Texas State safety and risk management officials are increasing security measures this fall to ensure students, faculty, staff and visitors are safe in case of an emergency on campus.
Preplanning, student awareness and quick response times are the three main protocols faculty and staff members use when considering university safety, according to administration.
Russell Clark, director of Environmental Health, Safety and Risk Management, is the head of the university’s “guardian angel” team. Clark said he oversees the campus and overlooks Texas State’s environmental health and safety operations.
Clark said preplanning is carried out to ensure preparation in the event of an emergency. A few areas Clark oversees include exit sign inspections each month, equipment checks in labs on campus and food safety and handling measures in The Quad.

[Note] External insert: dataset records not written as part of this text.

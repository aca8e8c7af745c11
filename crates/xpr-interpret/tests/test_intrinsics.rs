mod support;

use pretty_assertions::assert_eq;
use support::*;
use xpr_core::ast::*;
use xpr_core::error::Error;
use xpr_core::ops::BinOpKind;
use xpr_core::Result;
use xpr_interpret::intrinsics::{apply, compile_call, evaluate_call, expr_constant, invoke_call};
use xpr_interpret::{CompilingEvaluator, ExpressionEvaluator, InterpretingEvaluator};

/// `|x| x + 2`
fn add_two() -> TypedExpr {
    let x = Param::new("x", Ty::Int);
    TypedExpr::new(
        vec![x.clone()],
        Expr::binop(BinOpKind::Add, Expr::parameter(&x), Expr::int(2)),
    )
}

fn evaluators() -> Vec<Box<dyn ExpressionEvaluator>> {
    vec![
        Box::new(InterpretingEvaluator::new(CountingBackend::new())),
        Box::new(CompilingEvaluator::new(CountingBackend::new())),
    ]
}

#[test]
fn apply_runs_expression_value() -> Result<()> {
    assert_eq!(apply(&add_two(), &[Value::Int(5)])?, Value::Int(7));
    assert!(matches!(
        apply(&add_two(), &[]),
        Err(Error::ArgumentCount { expected: 1, found: 0, .. })
    ));
    Ok(())
}

#[test]
fn evaluate_compile_and_invoke_run_in_place() -> Result<()> {
    let f = expr_constant(&add_two());
    let trees = [
        evaluate_call(f.clone(), vec![Expr::int(1)]),
        Expr::invoke(compile_call(f.clone()), vec![Expr::int(1)]),
        invoke_call(compile_call(f), vec![Expr::int(1)]),
    ];
    for evaluator in evaluators() {
        for tree in &trees {
            assert_eq!(evaluator.evaluate(tree)?, Value::Int(3), "{} on {}", evaluator.name(), tree);
        }
    }
    Ok(())
}

#[test]
fn evaluating_null_expression_fails() {
    let null = Expr::null(Ty::expr(vec![Ty::Int], Ty::Int));
    for evaluator in evaluators() {
        let err = evaluator
            .evaluate(&evaluate_call(null.clone(), vec![Expr::int(1)]))
            .unwrap_err();
        assert!(matches!(err, Error::NullCallee { .. }), "{}", err);
    }
}

#[test]
fn call_types_follow_the_signature() {
    let f = expr_constant(&add_two());
    assert_eq!(evaluate_call(f.clone(), vec![Expr::int(1)]).ty(), Ty::Int);
    assert_eq!(compile_call(f).ty(), Ty::function(vec![Ty::Int], Ty::Int));
}

#[test]
fn nested_expression_values_lower_with_configured_backend() -> Result<()> {
    let injected = CountingBackend::new();
    let evaluator = InterpretingEvaluator::new(injected.clone());
    let tree = evaluate_call(expr_constant(&add_two()), vec![Expr::int(4)]);
    assert_eq!(evaluator.evaluate(&tree)?, Value::Int(6));
    // the body `x + 2` is lowered by the process-wide backend
    assert_eq!(injected.lowered(), 0);
    Ok(())
}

“Anything dealing with safety, I’m involved with it,” Clark said.
Clark said Texas State is a “very safe” campus and ranks at the “top” with the total number of cameras and lights available.
“I wouldn’t have a problem with my daughter going from the Rec to her dorm late at night,” Clark said. “It’s a very safe environment for everyone on campus.”

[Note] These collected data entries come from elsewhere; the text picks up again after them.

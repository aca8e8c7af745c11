//! Evaluation of expression trees: the tree-walking interpreter, the lowering backend that
//! compiles trees to closures, and the evaluator strategies built on both.

pub mod cache;
pub mod config;
pub mod error;
pub mod evaluator;
pub mod intrinsics;
pub mod lowering;
pub mod scope;

pub use cache::CachingEvaluator;
pub use evaluator::{
    evaluate_closed, expression_function, CompilingEvaluator, EvaluatorStrategy,
    ExpressionEvaluator, InterpretingEvaluator,
};
pub use lowering::{ClosureBackend, CompiledFn, LoweringBackend};
pub use scope::{EvaluationResult, EvaluationScope};
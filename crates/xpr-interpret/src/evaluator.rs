use crate::cache::CachingEvaluator;
use crate::lowering::LoweringBackend;
use crate::scope::{EvaluationResult, EvaluationScope};
use serde::{Deserialize, Serialize};
use std::str::FromStr;
use std::sync::Arc;
use tracing::debug;
use xpr_core::ast::{Expr, Value, ValueFunction};
use xpr_core::error::Error;
use xpr_core::passes::has_open_parameters;
use xpr_core::Result;

/// Produces the value of a closed expression tree.
pub trait ExpressionEvaluator: Send + Sync {
    fn name(&self) -> &str;
    fn evaluate(&self, expr: &Expr) -> Result<Value>;
}

/// Lowers the whole tree on every call.
pub struct CompilingEvaluator {
    backend: Arc<dyn LoweringBackend>,
}

impl CompilingEvaluator {
    pub fn new(backend: Arc<dyn LoweringBackend>) -> Self {
        Self { backend }
    }
}

impl ExpressionEvaluator for CompilingEvaluator {
    fn name(&self) -> &str {
        "compile"
    }
    fn evaluate(&self, expr: &Expr) -> Result<Value> {
        let compiled = self.backend.lower(&[], expr)?;
        compiled(&[])
    }
}

/// Interprets the tree, lowering only what the interpreter cannot handle.
pub struct InterpretingEvaluator {
    backend: Arc<dyn LoweringBackend>,
}

impl InterpretingEvaluator {
    pub fn new(backend: Arc<dyn LoweringBackend>) -> Self {
        Self { backend }
    }
}

impl ExpressionEvaluator for InterpretingEvaluator {
    fn name(&self) -> &str {
        "interpret"
    }
    fn evaluate(&self, expr: &Expr) -> Result<Value> {
        interpret(expr, &self.backend)
    }
}

pub fn interpret(expr: &Expr, backend: &Arc<dyn LoweringBackend>) -> Result<Value> {
    match EvaluationScope::root(backend.clone()).try_evaluate(expr)? {
        EvaluationResult::Value(value) => Ok(value),
        EvaluationResult::NotInterpretable => {
            debug!(backend = backend.name(), "`{}` is not interpretable, lowering it", expr);
            let compiled = backend.lower(&[], expr)?;
            compiled(&[])
        }
    }
}

/// Value of `expr` when it has no open parameters; `None` otherwise.
pub fn evaluate_closed(expr: &Expr, backend: &Arc<dyn LoweringBackend>) -> Result<Option<Value>> {
    if has_open_parameters(expr)? {
        return Ok(None);
    }
    interpret(expr, backend).map(Some)
}

/// Zero-argument function that interprets `expr` on every call.
pub fn expression_function(expr: Expr, backend: Arc<dyn LoweringBackend>) -> ValueFunction {
    ValueFunction::new(0, move |_| interpret(&expr, &backend))
}

#[derive(
    Debug, Clone, Copy, PartialEq, Eq, Hash, Default, Serialize, Deserialize, derive_more::Display,
)]
#[serde(rename_all = "snake_case")]
pub enum EvaluatorStrategy {
    #[display("compile")]
    Compile,
    #[display("interpret")]
    Interpret,
    #[default]
    #[display("cache")]
    Cache,
}

impl EvaluatorStrategy {
    pub fn build(self, backend: Arc<dyn LoweringBackend>) -> Arc<dyn ExpressionEvaluator> {
        match self {
            EvaluatorStrategy::Compile => Arc::new(CompilingEvaluator::new(backend)),
            EvaluatorStrategy::Interpret => Arc::new(InterpretingEvaluator::new(backend)),
            EvaluatorStrategy::Cache => Arc::new(CachingEvaluator::new(backend)),
        }
    }
}

impl FromStr for EvaluatorStrategy {
    type Err = Error;

    fn from_str(s: &str) -> Result<Self> {
        match s.trim().to_ascii_lowercase().as_str() {
            "compile" => Ok(EvaluatorStrategy::Compile),
            "interpret" => Ok(EvaluatorStrategy::Interpret),
            "cache" => Ok(EvaluatorStrategy::Cache),
            other => Err(Error::Configuration(format!(
                "unknown evaluator strategy `{}`, expected compile, interpret or cache",
                other
            ))),
        }
    }
}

John Palmer, emergency management coordinator, works with each department on campus to come up with response plans after Clark handles initial response efforts to a campus-wide emergency.
Palmer said he works with city, county and state officials, so the university has helpful outside resources in case of a considerable incident. He said he has prior experience working with a response team during hurricanes Katrina and Rita.
Palmer said his job is a “group effort” and involves every person on campus.
“We’re doing a different level of coordination with the other departments that normally wouldn’t think of themselves as having a role in emergency response,” Palmer said.
Jeb Thomas, supervisor of Access Services, manages university locksmiths, software management such as card swipes, the video camera system and the blue emergency phones on campus.
In response to a “different environment, different time and different threats,” the university is implementing a three-year program to switch out the hardware on locks, Thomas said.
Mechanisms that prevent students from locking their teachers out of classrooms are used at Texas State, Thomas said. However, the locks will be changed soon, he said.
“(We’re going to change the locks) so that you can push a button and lock the door just like an office lock,” Thomas said.
Palmer and Thomas said they agree they have to “ramp up the level of understanding” when it comes to an emergency on campus. They are working with campus marketing and Housing and Residential Life officials to produce more user-friendly brochures for the public and raise student awareness about safety.
“You could do all kinds of things and have one of the best programs out there for student involvement, and the next day something new happens,” Palmer said. “There’s never going to be another Virginia Tech (shooting) exactly like it happened at Virginia Tech. (It’s) never going to happen exactly like it happened with the elementary school (Sandy Hook shooting).”